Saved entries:
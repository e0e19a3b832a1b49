//! Health check endpoint handlers.

use axum::{extract::State, http::StatusCode, Json};
use serde::Serialize;

use crate::app::AppState;

/// Health check response.
#[derive(Debug, Serialize)]
#[serde(rename_all = "snake_case")]
pub struct HealthResponse {
    pub status: String,
    pub version: String,
    pub database: DatabaseHealth,
}

/// Database health status.
#[derive(Debug, Serialize)]
#[serde(rename_all = "snake_case")]
pub struct DatabaseHealth {
    pub connected: bool,
    pub latency_ms: Option<u64>,
}

/// Simple status response for liveness/readiness probes.
#[derive(Debug, Serialize)]
pub struct StatusResponse {
    pub status: String,
}

/// Full health check endpoint.
///
/// Returns detailed health information including database connectivity.
pub async fn health_check(
    State(state): State<AppState>,
) -> Result<Json<HealthResponse>, StatusCode> {
    let start = std::time::Instant::now();
    let db_connected = sqlx::query("SELECT 1").execute(&state.pool).await.is_ok();
    let latency_ms = start.elapsed().as_millis() as u64;

    let response = HealthResponse {
        status: if db_connected { "healthy" } else { "unhealthy" }.to_string(),
        version: env!("CARGO_PKG_VERSION").to_string(),
        database: DatabaseHealth {
            connected: db_connected,
            latency_ms: if db_connected { Some(latency_ms) } else { None },
        },
    };

    if db_connected {
        Ok(Json(response))
    } else {
        Err(StatusCode::SERVICE_UNAVAILABLE)
    }
}

/// Liveness probe endpoint.
///
/// Returns 200 OK if the process is running.
pub async fn live() -> Json<StatusResponse> {
    Json(StatusResponse {
        status: "alive".to_string(),
    })
}

/// Readiness probe endpoint.
///
/// Returns 200 OK if the service can accept traffic (database connected).
pub async fn ready(State(state): State<AppState>) -> Result<Json<StatusResponse>, StatusCode> {
    let db_connected = sqlx::query("SELECT 1").execute(&state.pool).await.is_ok();

    if db_connected {
        Ok(Json(StatusResponse {
            status: "ready".to_string(),
        }))
    } else {
        Err(StatusCode::SERVICE_UNAVAILABLE)
    }
}

#[cfg(test)]
mod tests {
    use super::*;

    #[test]
    fn test_health_response_healthy() {
        let response = HealthResponse {
            status: "healthy".to_string(),
            version: "0.3.0".to_string(),
            database: DatabaseHealth {
                connected: true,
                latency_ms: Some(5),
            },
        };
        assert_eq!(response.status, "healthy");
        assert!(response.database.connected);
        assert_eq!(response.database.latency_ms, Some(5));
    }

    #[test]
    fn test_health_response_unhealthy() {
        let response = HealthResponse {
            status: "unhealthy".to_string(),
            version: "0.3.0".to_string(),
            database: DatabaseHealth {
                connected: false,
                latency_ms: None,
            },
        };
        assert_eq!(response.status, "unhealthy");
        assert!(!response.database.connected);
    }
}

> WORK ORDER
Find the lines in the records that contain the word "else", then copy every one of them.

> EXPECTED ANSWER
        status: if db_connected { "healthy" } else { "unhealthy" }.to_string(),
            latency_ms: if db_connected { Some(latency_ms) } else { None },
    } else {
    } else {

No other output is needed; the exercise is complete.